Department of Pharmacology & Neuroscience, University of North Texas Health Science Center, Fort Worth, TX, USA.
J Alzheimers Dis. 2021;81(2):557-568. doi: 10.3233/JAD-201610.
The REFLECT trials were conducted to examine the treatment of mild-to-moderate Alzheimer's disease utilizing a peroxisome proliferator-activated receptor gamma agonist.
To generate a predictive biomarker indicative of positive treatment response using samples from the previously conducted REFLECT trials.
Data were analyzed on 360 participants spanning multiple negative REFLECT trials, which included treatment with rosiglitazone and rosiglitazone XR. Support vector machine analyses were conducted to generate a predictive biomarker profile.

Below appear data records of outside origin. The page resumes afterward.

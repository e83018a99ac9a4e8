//! # Service Bus Transport
//!
//! Broker-agnostic transport layer for sending and receiving messages through
//! a queue/topic broker without exposing the broker SDK's native types.
//!
//! This library provides:
//! - Bidirectional mapping between generic message records and the broker
//!   wire shape, with presence-preserving optional fields
//! - Capacity-aware batch packing with an explicit overflow policy
//! - A receive-and-complete accumulation loop over an at-least-once queue
//! - A client factory scoping senders and receivers to named queues, topics,
//!   and subscriptions
//! - An in-memory broker backend for tests and development
//!
//! ## Module Organization
//!
//! - [client] - Configuration, connection strings, and the client factory
//! - [error] - Error types for all transport operations
//! - [message] - Generic message records and entity names
//! - [wire] - Broker wire message shapes
//! - [mapper] - Pure mapping between the two representations
//! - [link] - Broker primitive traits implemented by backends
//! - [batch] - Capacity-aware batch packing
//! - [sender] / [receiver] - Single-link operation handles
//! - [providers] - Broker backend implementations

// Module declarations
pub mod batch;
pub mod client;
pub mod error;
pub mod link;
pub mod mapper;
pub mod message;
pub mod providers;
pub mod receiver;
pub mod sender;
pub mod wire;

// Re-export commonly used types at crate root for convenience
pub use batch::{BatchBuilder, OverflowPolicy};
pub use client::{
    BrokerConnector, ClientConfig, ConnectionStringProperties, ServiceBusClient, TlsOptions,
};
pub use error::{ConfigurationError, TransportError, ValidationError};
pub use link::{BrokerConnection, ReceiveSource, ReceiverLink, SenderLink, WireBatch};
pub use mapper::{from_wire, to_wire};
pub use message::{EntityName, MessageState, OutboundMessage, ReceivedMessage};
pub use providers::{InMemoryBroker, InMemoryConfig, InMemoryConnector};
pub use receiver::Receiver;
pub use sender::Sender;
pub use wire::{PropertyValue, WireMessage, WireMessageState, WireReceivedMessage};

A pre-defined 6-protein predictive biomarker (IL6, IL10, CRP, TNFα, FABP-3, and PPY) correctly classified treatment response with 100%accuracy across study arms for REFLECT Phase II trial (AVA100193) and multiple Phase III trials (AVA105640, AV102672, and AVA102670). When the data was combined across all rosiglitazone trial arms, a global RSG-predictive biomarker with the same 6-protein predictive biomarker was able to accurately classify 98%of treatment responders.
A predictive biomarker comprising of metabolic and inflammatory markers was highly accurate in identifying those patients most likely to experience positive treatment response across the REFLECT trials. This study provides additional proof-of-concept that a predictive biomarker can be utilized to help with screening and predicting treatment response, which holds tremendous benefit for clinical trials.

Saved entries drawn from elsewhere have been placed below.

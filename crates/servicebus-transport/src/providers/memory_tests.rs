//! Tests for the in-memory broker backend.

use super::*;
use bytes::Bytes;

fn entity(name: &str) -> EntityName {
    name.parse().unwrap()
}

fn text_message(body: &str) -> WireMessage {
    WireMessage {
        body: Bytes::from(body.to_string()),
        ..Default::default()
    }
}

#[tokio::test]
async fn test_send_receive_round_trip_stamps_metadata() {
    let broker = InMemoryBroker::default();
    let sender = broker.create_sender(&entity("orders")).await.unwrap();
    let receiver = broker
        .create_receiver(&ReceiveSource::Queue(entity("orders")))
        .await
        .unwrap();

    sender.send(&text_message("hello")).await.unwrap();

    let received = receiver.receive(10).await.unwrap();
    assert_eq!(received.len(), 1);
    let message = &received[0];
    assert_eq!(message.body, Bytes::from_static(b"hello"));
    assert!(!message.message_id.is_empty(), "broker assigns an id");
    assert!(!message.lock_token.is_empty());
    assert_eq!(message.delivery_count, 1);
    assert_eq!(message.sequence_number, Some(1));
    assert!(message.enqueued_time.is_some());
    assert!(message.locked_until.is_some());
}

#[tokio::test]
async fn test_explicit_message_id_is_kept() {
    let broker = InMemoryBroker::default();
    let sender = broker.create_sender(&entity("orders")).await.unwrap();
    let receiver = broker
        .create_receiver(&ReceiveSource::Queue(entity("orders")))
        .await
        .unwrap();

    let message = WireMessage {
        message_id: Some("explicit-id".to_string()),
        ..text_message("x")
    };
    sender.send(&message).await.unwrap();

    let received = receiver.receive(1).await.unwrap();
    assert_eq!(received[0].message_id, "explicit-id");
}

#[tokio::test]
async fn test_fifo_order_and_bounded_receive() {
    let broker = InMemoryBroker::default();
    let sender = broker.create_sender(&entity("orders")).await.unwrap();
    let receiver = broker
        .create_receiver(&ReceiveSource::Queue(entity("orders")))
        .await
        .unwrap();

    for body in ["m1", "m2", "m3"] {
        sender.send(&text_message(body)).await.unwrap();
    }

    let first = receiver.receive(2).await.unwrap();
    assert_eq!(first.len(), 2);
    assert_eq!(first[0].body, Bytes::from_static(b"m1"));
    assert_eq!(first[1].body, Bytes::from_static(b"m2"));

    let rest = receiver.receive(2).await.unwrap();
    assert_eq!(rest.len(), 1);
    assert_eq!(rest[0].body, Bytes::from_static(b"m3"));
}

#[tokio::test]
async fn test_empty_queue_returns_no_messages() {
    let broker = InMemoryBroker::default();
    let receiver = broker
        .create_receiver(&ReceiveSource::Queue(entity("empty")))
        .await
        .unwrap();

    let received = receiver.receive(5).await.unwrap();
    assert!(received.is_empty());
}

#[tokio::test]
async fn test_complete_removes_from_in_flight_once() {
    let broker = InMemoryBroker::default();
    let sender = broker.create_sender(&entity("orders")).await.unwrap();
    let receiver = broker
        .create_receiver(&ReceiveSource::Queue(entity("orders")))
        .await
        .unwrap();

    sender.send(&text_message("once")).await.unwrap();
    let received = receiver.receive(1).await.unwrap();

    receiver.complete(&received[0]).await.unwrap();
    let error = receiver.complete(&received[0]).await.unwrap_err();
    assert!(matches!(error, TransportError::Complete { .. }));
}

#[tokio::test]
async fn test_topic_fans_out_to_every_subscription() {
    let broker = InMemoryBroker::default();
    let audit = broker
        .create_receiver(&ReceiveSource::Subscription {
            topic: entity("events"),
            subscription: entity("audit"),
        })
        .await
        .unwrap();
    let billing = broker
        .create_receiver(&ReceiveSource::Subscription {
            topic: entity("events"),
            subscription: entity("billing"),
        })
        .await
        .unwrap();

    let sender = broker.create_sender(&entity("events")).await.unwrap();
    sender.send(&text_message("fan-out")).await.unwrap();

    let got_audit = audit.receive(1).await.unwrap();
    let got_billing = billing.receive(1).await.unwrap();
    assert_eq!(got_audit.len(), 1);
    assert_eq!(got_billing.len(), 1);
    assert_eq!(got_audit[0].message_id, got_billing[0].message_id);
}

#[tokio::test]
async fn test_batch_capacity_rejects_and_leaves_batch_unchanged() {
    let broker = InMemoryBroker::new(InMemoryConfig {
        batch_capacity: 200,
    });
    let sender = broker.create_sender(&entity("orders")).await.unwrap();

    let mut batch = sender.create_batch().await.unwrap();
    assert!(batch.try_add(&text_message(&"a".repeat(100))));
    assert_eq!(batch.len(), 1);
    assert!(!batch.try_add(&text_message(&"b".repeat(100))));
    assert_eq!(batch.len(), 1, "rejected add leaves the batch unchanged");
}

#[tokio::test]
async fn test_batch_send_delivers_in_order() {
    let broker = InMemoryBroker::default();
    let sender = broker.create_sender(&entity("orders")).await.unwrap();
    let receiver = broker
        .create_receiver(&ReceiveSource::Queue(entity("orders")))
        .await
        .unwrap();

    let mut batch = sender.create_batch().await.unwrap();
    assert!(batch.try_add(&text_message("b1")));
    assert!(batch.try_add(&text_message("b2")));
    sender.send_batch(batch).await.unwrap();

    let received = receiver.receive(10).await.unwrap();
    assert_eq!(received.len(), 2);
    assert_eq!(received[0].body, Bytes::from_static(b"b1"));
    assert_eq!(received[1].body, Bytes::from_static(b"b2"));
}

#[tokio::test]
async fn test_closed_connection_rejects_new_links() {
    let broker = InMemoryBroker::default();
    broker.close().await.unwrap();

    let sender = broker.create_sender(&entity("orders")).await;
    assert!(matches!(sender, Err(TransportError::LinkCreation { .. })));
    let receiver = broker
        .create_receiver(&ReceiveSource::Queue(entity("orders")))
        .await;
    assert!(matches!(receiver, Err(TransportError::LinkCreation { .. })));
}

#[tokio::test]
async fn test_polling_receiver_yields_to_concurrent_sender() {
    let broker = InMemoryBroker::default();
    let sender = broker.create_sender(&entity("orders")).await.unwrap();
    let receiver = broker
        .create_receiver(&ReceiveSource::Queue(entity("orders")))
        .await
        .unwrap();

    // On the current-thread runtime this loop only makes progress if an
    // empty receive yields back to the scheduler.
    let poll = tokio::spawn(async move {
        loop {
            let mut got = receiver.receive(1).await.unwrap();
            if let Some(message) = got.pop() {
                return message;
            }
        }
    });

    tokio::time::sleep(std::time::Duration::from_millis(5)).await;
    sender.send(&text_message("late arrival")).await.unwrap();

    let message = tokio::time::timeout(std::time::Duration::from_secs(5), poll)
        .await
        .expect("polling receiver starved the sender")
        .unwrap();
    assert_eq!(message.body, Bytes::from("late arrival"));
}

REFLECT 试验旨在研究过氧化物酶体增殖物激活受体 γ 激动剂治疗轻中度阿尔茨海默病的效果。
利用先前进行的 REFLECT 试验中的样本,生成一种能预测治疗反应的生物标志物。
对跨越多个 REFLECT 试验的 360 名参与者的数据进行了分析,这些试验均包含罗格列酮和罗格列酮 XR 的治疗。采用支持向量机分析生成了一个预测性生物标志物特征。

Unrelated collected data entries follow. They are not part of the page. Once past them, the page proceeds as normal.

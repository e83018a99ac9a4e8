//! Client configuration and the factory for senders and receivers.

use crate::error::{ConfigurationError, TransportError};
use crate::link::{bounded, BrokerConnection, ReceiveSource};
use crate::message::EntityName;
use crate::receiver::Receiver;
use crate::sender::Sender;
use async_trait::async_trait;
use serde::{Deserialize, Serialize};
use std::sync::Arc;
use std::time::Duration;
use tracing::debug;
use url::Url;

// ============================================================================
// Configuration
// ============================================================================

/// Construction record handed in by the host
#[derive(Debug, Clone, Serialize, Deserialize)]
#[serde(rename_all = "camelCase")]
pub struct ClientConfig {
    pub connection_string: String,
    /// Per-broker-call deadline in milliseconds; 0 disables the deadline
    #[serde(default)]
    pub timeout: u64,
    #[serde(default)]
    pub insecure_skip_verify: bool,
}

impl ClientConfig {
    pub fn new(connection_string: impl Into<String>) -> Self {
        Self {
            connection_string: connection_string.into(),
            timeout: 0,
            insecure_skip_verify: false,
        }
    }

    /// Set the per-broker-call deadline in milliseconds
    pub fn with_timeout_ms(mut self, timeout: u64) -> Self {
        self.timeout = timeout;
        self
    }

    /// Skip TLS certificate verification (test environments only)
    pub fn with_insecure_skip_verify(mut self, skip: bool) -> Self {
        self.insecure_skip_verify = skip;
        self
    }

    fn deadline(&self) -> Option<Duration> {
        (self.timeout > 0).then(|| Duration::from_millis(self.timeout))
    }
}

/// TLS options forwarded to the broker backend at connect time
#[derive(Debug, Clone, Copy, Default)]
pub struct TlsOptions {
    pub insecure_skip_verify: bool,
}

// ============================================================================
// Connection Strings
// ============================================================================

/// Parsed `Endpoint=sb://...;SharedAccessKeyName=...;...` properties
#[derive(Debug, Clone, PartialEq, Eq)]
pub struct ConnectionStringProperties {
    pub endpoint: Url,
    pub namespace: String,
    pub shared_access_key_name: Option<String>,
    pub shared_access_key: Option<String>,
    pub entity_path: Option<String>,
}

impl ConnectionStringProperties {
    /// Parse a Service Bus style connection string.
    ///
    /// Unknown segments are ignored; `Endpoint` is mandatory and must be an
    /// `sb://` URL with a host.
    pub fn parse(connection_string: &str) -> Result<Self, ConfigurationError> {
        let mut endpoint = None;
        let mut shared_access_key_name = None;
        let mut shared_access_key = None;
        let mut entity_path = None;

        for segment in connection_string.split(';') {
            let segment = segment.trim();
            if segment.is_empty() {
                continue;
            }
            let Some((key, value)) = segment.split_once('=') else {
                return Err(ConfigurationError::Parsing {
                    message: format!("segment '{segment}' is not key=value"),
                });
            };
            match key {
                "Endpoint" => endpoint = Some(value.to_string()),
                "SharedAccessKeyName" => shared_access_key_name = Some(value.to_string()),
                "SharedAccessKey" => shared_access_key = Some(value.to_string()),
                "EntityPath" => entity_path = Some(value.to_string()),
                _ => {}
            }
        }

        let endpoint = endpoint.ok_or_else(|| ConfigurationError::Missing {
            key: "Endpoint".to_string(),
        })?;
        let endpoint = Url::parse(&endpoint).map_err(|e| ConfigurationError::Parsing {
            message: format!("invalid endpoint URL: {e}"),
        })?;
        if endpoint.scheme() != "sb" {
            return Err(ConfigurationError::Invalid {
                message: format!("endpoint scheme must be 'sb', got '{}'", endpoint.scheme()),
            });
        }
        let namespace = endpoint
            .host_str()
            .ok_or_else(|| ConfigurationError::Invalid {
                message: "endpoint has no host".to_string(),
            })?
            .to_string();

        Ok(Self {
            endpoint,
            namespace,
            shared_access_key_name,
            shared_access_key,
            entity_path,
        })
    }
}

// ============================================================================
// Connectors and the Client
// ============================================================================

/// Opens broker connections; implemented by each backend
#[async_trait]
pub trait BrokerConnector: Send + Sync {
    async fn connect(
        &self,
        properties: &ConnectionStringProperties,
        tls: &TlsOptions,
    ) -> Result<Arc<dyn BrokerConnection>, TransportError>;
}

/// Entry point: wraps one broker connection and scopes senders and receivers
/// to named queues, topics, and subscriptions.
///
/// The connection is shared as a factory by every handle created from it;
/// each handle owns its link exclusively. Closing the client invalidates all
/// derived links.
pub struct ServiceBusClient {
    connection: Arc<dyn BrokerConnection>,
    deadline: Option<Duration>,
}

impl std::fmt::Debug for ServiceBusClient {
    fn fmt(&self, f: &mut std::fmt::Formatter<'_>) -> std::fmt::Result {
        f.debug_struct("ServiceBusClient")
            .field("deadline", &self.deadline)
            .finish_non_exhaustive()
    }
}

impl ServiceBusClient {
    /// Validate the configuration and open a connection through the given
    /// backend.
    pub async fn connect(
        config: &ClientConfig,
        connector: &dyn BrokerConnector,
    ) -> Result<Self, TransportError> {
        let properties = ConnectionStringProperties::parse(&config.connection_string)?;
        let tls = TlsOptions {
            insecure_skip_verify: config.insecure_skip_verify,
        };
        let connection = connector.connect(&properties, &tls).await?;
        debug!(namespace = %properties.namespace, "broker connection opened");
        Ok(Self {
            connection,
            deadline: config.deadline(),
        })
    }

    /// Wrap an already-open connection (composition-root injection)
    pub fn with_connection(
        connection: Arc<dyn BrokerConnection>,
        config: &ClientConfig,
    ) -> Result<Self, TransportError> {
        ConnectionStringProperties::parse(&config.connection_string)?;
        Ok(Self {
            connection,
            deadline: config.deadline(),
        })
    }

    /// Create a sender for a queue or topic
    pub async fn create_sender(&self, queue_or_topic: &str) -> Result<Sender, TransportError> {
        let entity: EntityName = queue_or_topic.parse()?;
        let link = bounded(
            self.deadline,
            "create sender link",
            self.connection.create_sender(&entity),
        )
        .await?;
        Ok(Sender::new(entity, link, self.deadline))
    }

    /// Create a receiver for a queue
    pub async fn create_queue_receiver(&self, queue: &str) -> Result<Receiver, TransportError> {
        let source = ReceiveSource::Queue(queue.parse()?);
        self.create_receiver(source).await
    }

    /// Create a receiver for a topic subscription
    pub async fn create_subscription_receiver(
        &self,
        topic: &str,
        subscription: &str,
    ) -> Result<Receiver, TransportError> {
        let source = ReceiveSource::Subscription {
            topic: topic.parse()?,
            subscription: subscription.parse()?,
        };
        self.create_receiver(source).await
    }

    async fn create_receiver(&self, source: ReceiveSource) -> Result<Receiver, TransportError> {
        let link = bounded(
            self.deadline,
            "create receiver link",
            self.connection.create_receiver(&source),
        )
        .await?;
        Ok(Receiver::new(source, link, self.deadline))
    }

    /// Close the broker connection; all derived links become invalid
    pub async fn close(&self) -> Result<(), TransportError> {
        self.connection.close().await
    }
}

#[cfg(test)]
#[path = "client_tests.rs"]
mod tests;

一个预先定义的 6 蛋白预测性生物标志物(IL6、IL10、CRP、TNFα、FABP-3 和 PPY)在 REFLECT 二期试验(AVA100193)和多个三期试验(AVA105640、AV102672 和 AVA102670)的所有研究组中,以 100%的准确率正确分类了治疗反应。当将数据合并到所有罗格列酮试验组中时,具有相同 6 蛋白预测性生物标志物的全球 RSG 预测性生物标志物能够准确分类 98%的治疗反应者。
由代谢和炎症标志物组成的预测性生物标志物在识别最有可能在 REFLECT 试验中获得阳性治疗反应的患者方面具有高度准确性。这项研究进一步证明了预测性生物标志物可用于帮助筛选和预测治疗反应,这对临床试验具有巨大的益处。